(What is being asked) Once you find a line containing the word "MissingSource" in the entries below, copy it.

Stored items
//! FHEVM Codegen - Text generation for example projects
//!
//! Every generator here is a pure function from structured input to source
//! text. Composition is layered so each stage can be tested on literal values:
//! descriptor -> interaction step -> full script, entry -> page -> index.

mod component;
mod deploy;
mod docs;
mod interact;
mod readme;
mod summary;

pub use component::*;
pub use deploy::*;
pub use docs::*;
pub use interact::*;
pub use readme::*;
pub use summary::*;

use thiserror::Error;

#[derive(Debug, Error)]
pub enum CodegenError {
    #[error("could not find a contract declaration in the source")]
    MissingContract,

    #[error("invalid contract artifact: {0}")]
    InvalidArtifact(#[from] serde_json::Error),
}
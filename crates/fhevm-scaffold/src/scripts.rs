//! Writing generated helper files to disk

use std::fs;
use std::path::Path;

use fhevm_codegen::{contract_component, generate_quick_interact, parse_artifact};
use tracing::{debug, warn};

use crate::error::io_at;
use crate::{Result, ScaffoldError};

/// Read a contract source file, reporting a missing file as `MissingSource`
pub fn read_source(path: &Path) -> Result<String> {
    if !path.is_file() {
        return Err(ScaffoldError::MissingSource(path.to_path_buf()));
    }
    fs::read_to_string(path).map_err(io_at(path))
}

/// Write `contents` to `path`, creating parent directories
pub fn write_file(path: &Path, contents: &str) -> Result<()> {
    if let Some(parent) = path.parent() {
        fs::create_dir_all(parent).map_err(io_at(parent))?;
    }
    fs::write(path, contents).map_err(io_at(path))
}

/// Mark a generated script executable (no-op off Unix)
pub fn make_executable(path: &Path) -> Result<()> {
    #[cfg(unix)]
    {
        use std::os::unix::fs::PermissionsExt;
        fs::set_permissions(path, fs::Permissions::from_mode(0o755)).map_err(io_at(path))?;
    }
    #[cfg(not(unix))]
    let _ = path;
    Ok(())
}

/// Generate a quick-interact script for the contract at `contract` and write
/// it to `output` as an executable file.
pub fn write_quick_interact(contract: &Path, output: &Path) -> Result<()> {
    let source = read_source(contract)?;
    let script = generate_quick_interact(&source)?;
    write_file(output, &script)?;
    make_executable(output)?;
    debug!(script = %output.display(), "wrote quick-interact script");
    Ok(())
}

/// Render the React component for a compiled artifact.
///
/// A missing artifact is not an error: it warns and renders a component with
/// no functions.
pub fn render_component(artifact: &Path, contract_name: &str) -> Result<String> {
    let functions = if artifact.is_file() {
        let json = fs::read_to_string(artifact).map_err(io_at(artifact))?;
        parse_artifact(&json)?
    } else {
        warn!(artifact = %artifact.display(), "artifact not found, generating empty component");
        Vec::new()
    };
    Ok(contract_component(contract_name, &functions))
}
//! Error types for scaffolding operations

use std::io;
use std::path::{Path, PathBuf};

use fhevm_catalog::CatalogError;
use fhevm_codegen::CodegenError;
use thiserror::Error;

pub type Result<T> = std::result::Result<T, ScaffoldError>;

#[derive(Debug, Error)]
pub enum ScaffoldError {
    #[error(transparent)]
    Catalog(#[from] CatalogError),

    #[error("Contract not found: {}", .0.display())]
    MissingSource(PathBuf),

    #[error("Test not found: {}", .0.display())]
    MissingTest(PathBuf),

    #[error("Output directory already exists: {}", .0.display())]
    DestinationExists(PathBuf),

    #[error("Could not extract contract name from {}", .0.display())]
    MissingContract(PathBuf),

    #[error("Template directory not found: {}", .0.display())]
    MissingTemplate(PathBuf),

    #[error("IO error at {}: {source}", path.display())]
    Io { path: PathBuf, source: io::Error },

    #[error("Directory walk error: {0}")]
    Walk(#[from] walkdir::Error),

    #[error("Invalid JSON in {}: {source}", path.display())]
    Json {
        path: PathBuf,
        source: serde_json::Error,
    },

    #[error(transparent)]
    Codegen(#[from] CodegenError),
}

/// Attach a path to an I/O error: `.map_err(io_at(&path))?`
pub(crate) fn io_at(path: &Path) -> impl FnOnce(io::Error) -> ScaffoldError + '_ {
    move |source| ScaffoldError::Io {
        path: path.to_path_buf(),
        source,
    }
}
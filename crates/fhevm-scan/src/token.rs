//! Token definitions for contract source

use logos::{Lexer, Logos};

/// Just enough of the contract language to find declarations.
///
/// Comments and string literals are real tokens so that a `function` inside
/// them is never mistaken for a declaration. Every operator collapses into
/// [`TokenKind::Punct`].
#[derive(Logos, Debug, Clone, Copy, PartialEq, Eq)]
#[logos(skip r"[ \t\r\n\f]+")] // Skip whitespace
pub enum TokenKind {
    // === Keywords ===
    #[token("function")]
    Function,
    #[token("contract")]
    Contract,
    #[token("is")]
    Is,

    // === Comments ===
    #[regex(r"//[^\n]*")]
    LineComment,
    #[token("/*", block_comment)]
    BlockComment,

    // === Delimiters ===
    #[token("(")]
    LParen,
    #[token(")")]
    RParen,
    #[token("{")]
    LBrace,
    #[token("}")]
    RBrace,

    // === Punctuation ===
    #[token(",")]
    Comma,
    #[token(";")]
    Semicolon,
    #[regex(r"[=!<>+\-*/%&|^~?:.@\[\]]")]
    Punct,

    // === Literals ===
    #[regex(r"[0-9][0-9a-fA-FxX_]*(\.[0-9]+)?")]
    Number,

    #[regex(r#""([^"\\]|\\.)*""#)]
    #[regex(r"'([^'\\]|\\.)*'")]
    String,

    // === Identifiers ===
    #[regex(r"[a-zA-Z_$][a-zA-Z0-9_$]*")]
    Ident,

    // === Special ===
    Error,
    Eof,
}

/// Consume through the closing `*/`; an unterminated comment is an error
fn block_comment(lex: &mut Lexer<TokenKind>) -> bool {
    match lex.remainder().find("*/") {
        Some(end) => {
            lex.bump(end + 2);
            true
        }
        None => {
            lex.bump(lex.remainder().len());
            false
        }
    }
}

impl TokenKind {
    pub fn is_comment(&self) -> bool {
        matches!(self, TokenKind::LineComment | TokenKind::BlockComment)
    }
}
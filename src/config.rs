// SPDX-FileCopyrightText: 2025 Greenbone AG
//
// SPDX-License-Identifier: GPL-2.0-or-later

use std::{
    fmt::{self, Display, Formatter},
    net::SocketAddr,
};

use clap::ArgAction;
use serde::{Deserialize, Serialize};

#[derive(Deserialize, Serialize, Debug, Clone)]
pub struct Listener {
    pub address: SocketAddr,
}

impl Default for Listener {
    fn default() -> Self {
        Self {
            address: ([127, 0, 0, 1], 3000).into(),
        }
    }
}

/// Settings for the job execution and object storage backends.
///
/// When `local_mode` is set the cloud settings are ignored and mock
/// in-process backends are used instead.
#[derive(Deserialize, Serialize, Debug, Clone)]
pub struct Platform {
    pub local_mode: bool,
    #[serde(default)]
    pub project_id: Option<String>,
    pub region: String,
    #[serde(default)]
    pub job_name: Option<String>,
    #[serde(default)]
    pub bucket: Option<String>,
}

impl Default for Platform {
    fn default() -> Self {
        Self {
            local_mode: false,
            project_id: None,
            region: "us-central1".to_string(),
            job_name: None,
            bucket: None,
        }
    }
}

#[derive(Deserialize, Serialize, Debug, Clone, Default)]
pub struct Enrichment {
    #[serde(default)]
    pub api_key: Option<String>,
}

#[derive(Deserialize, Serialize, Debug, Clone, Default)]
pub struct Config {
    #[serde(default)]
    pub listener: Listener,
    #[serde(default)]
    pub platform: Platform,
    #[serde(default)]
    pub enrichment: Enrichment,
}

impl Display for Config {
    fn fmt(&self, f: &mut Formatter<'_>) -> fmt::Result {
        write!(f, "{}", toml::to_string_pretty(self).unwrap_or_default())
    }
}

impl Config {
    fn load_etc() -> Option<Self> {
        let config = std::fs::read_to_string("/etc/scan-portal/scan-portal.toml")
            .unwrap_or_default();
        toml::from_str(&config).ok()
    }

    fn load_user() -> Option<Self> {
        match std::env::var("HOME") {
            Ok(home) => {
                let path = format!("{}/.config/scan-portal/scan-portal.toml", home);
                let config = std::fs::read_to_string(path).unwrap_or_default();
                toml::from_str(&config).ok()
            }
            Err(_) => None,
        }
    }

    fn from_file<P>(path: P) -> Self
    where
        P: AsRef<std::path::Path> + std::fmt::Display,
    {
        tracing::debug!("loading config from {}", path);
        let config = std::fs::read_to_string(path).unwrap_or_default();
        toml::from_str(&config).unwrap_or_default()
    }

    pub fn load() -> Self {
        let cmds = clap::Command::new("scan-portal")
            .arg(
                clap::Arg::new("config")
                    .short('c')
                    .env("SCAN_PORTAL_CONFIG")
                    .long("config")
                    .action(ArgAction::Set)
                    .help("path to toml config file"),
            )
            .arg(
                clap::Arg::new("listening")
                    .env("LISTENING")
                    .long("listening")
                    .short('l')
                    .value_name("IP:PORT")
                    .value_parser(clap::value_parser!(SocketAddr))
                    .help("the address to listen to (e.g. 127.0.0.1:3000 or 0.0.0.0:3000)."),
            )
            .arg(
                clap::Arg::new("local-mode")
                    .env("LOCAL_MODE")
                    .long("local-mode")
                    .action(ArgAction::SetTrue)
                    .help("use mock in-process backends instead of the cloud platform"),
            )
            .arg(
                clap::Arg::new("project-id")
                    .env("PROJECT_ID")
                    .long("project-id")
                    .action(ArgAction::Set)
                    .help("cloud project that hosts the scanner job"),
            )
            .arg(
                clap::Arg::new("region")
                    .env("REGION")
                    .long("region")
                    .action(ArgAction::Set)
                    .help("region of the scanner job"),
            )
            .arg(
                clap::Arg::new("job-name")
                    .env("SCANNER_JOB_NAME")
                    .long("job-name")
                    .action(ArgAction::Set)
                    .help("name of the scanner job to trigger"),
            )
            .arg(
                clap::Arg::new("bucket")
                    .env("GCS_BUCKET")
                    .long("bucket")
                    .action(ArgAction::Set)
                    .help("bucket the scanner job writes result blobs to"),
            )
            .arg(
                clap::Arg::new("vt-api-key")
                    .env("VT_API_KEY")
                    .long("vt-api-key")
                    .action(ArgAction::Set)
                    .help("API key for the vulnerability intelligence service"),
            )
            .get_matches();
        let mut config = match cmds.get_one::<String>("config") {
            Some(path) => Self::from_file(path),
            None => {
                if let Some(config) = Self::load_user() {
                    config
                } else {
                    Self::load_etc().unwrap_or_default()
                }
            }
        };
        if let Some(ip) = cmds.get_one::<SocketAddr>("listening") {
            config.listener.address = *ip;
        }
        if let Some(enable) = cmds.get_one::<bool>("local-mode") {
            if *enable {
                config.platform.local_mode = true;
            }
        }
        if let Some(project_id) = cmds.get_one::<String>("project-id") {
            config.platform.project_id = Some(project_id.clone());
        }
        if let Some(region) = cmds.get_one::<String>("region") {
            config.platform.region = region.clone();
        }
        if let Some(job_name) = cmds.get_one::<String>("job-name") {
            config.platform.job_name = Some(job_name.clone());
        }
        if let Some(bucket) = cmds.get_one::<String>("bucket") {
            config.platform.bucket = Some(bucket.clone());
        }
        if let Some(api_key) = cmds.get_one::<String>("vt-api-key") {
            config.enrichment.api_key = Some(api_key.clone());
        }
        config
    }
}

#[cfg(test)]
mod tests {

    #[test]
    fn defaults() {
        let config = super::Config::default();
        assert_eq!(
            config.listener.address,
            std::net::SocketAddr::from(([127, 0, 0, 1], 3000))
        );
        assert!(!config.platform.local_mode);
        assert_eq!(config.platform.region, "us-central1");
        assert!(config.platform.project_id.is_none());
        assert!(config.enrichment.api_key.is_none());
    }

    #[test]
    fn parses_partial_toml() {
        let raw = r#"
[platform]
local_mode = true
region = "europe-west1"
bucket = "scan-results"
"#;
        let config: super::Config = toml::from_str(raw).unwrap();
        assert!(config.platform.local_mode);
        assert_eq!(config.platform.region, "europe-west1");
        assert_eq!(config.platform.bucket.as_deref(), Some("scan-results"));
        // untouched sections keep their defaults
        assert_eq!(
            config.listener.address,
            std::net::SocketAddr::from(([127, 0, 0, 1], 3000))
        );
    }
}
// SPDX-FileCopyrightText: 2025 Greenbone AG
//
// SPDX-License-Identifier: GPL-2.0-or-later

use crate::platform::ScanReport;

#[derive(Debug, Clone)]
/// Annotates scan findings with risk scores from the vulnerability
/// intelligence service.
///
/// The lookup itself is not wired up yet. The traversal locates the CVE ids
/// a report carries, but no score is attached and the report is returned
/// unchanged.
pub struct GtiEnricher {
    api_key: Option<String>,
    #[allow(dead_code)]
    client: reqwest::Client,
}

impl GtiEnricher {
    pub fn from_config(config: &crate::config::Enrichment) -> Self {
        if config.api_key.is_none() {
            tracing::warn!("VT_API_KEY not set. Enrichment will be skipped.");
        }
        Self {
            api_key: config.api_key.clone(),
            client: reqwest::Client::new(),
        }
    }

    /// An enricher without an api key, it skips enrichment entirely.
    pub fn disabled() -> Self {
        Self {
            api_key: None,
            client: reqwest::Client::new(),
        }
    }

    pub async fn enrich_vulnerabilities(&self, report: ScanReport) -> ScanReport {
        if self.api_key.is_none() {
            return report;
        }
        if let Some(findings) = report.get("scanFindings").and_then(|f| f.as_array()) {
            for finding in findings {
                let cve_id = finding
                    .get("vulnerability")
                    .and_then(|v| v.get("cveId"))
                    .and_then(|c| c.as_str());
                if let Some(cve_id) = cve_id {
                    // TODO query the intelligence API for the CVE and attach
                    // the score as gtiRiskScore once the endpoint is settled
                    tracing::debug!("risk score lookup for {} not implemented yet", cve_id);
                }
            }
        }
        report
    }

    /// Placeholder until the intelligence API lookup is implemented.
    #[allow(dead_code)]
    async fn risk_score(&self, _cve_id: &str) -> f64 {
        9.5
    }
}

(Solution to the problem)
/// Read a contract source file, reporting a missing file as `MissingSource`
        return Err(ScaffoldError::MissingSource(path.to_path_buf()));
    MissingSource(PathBuf),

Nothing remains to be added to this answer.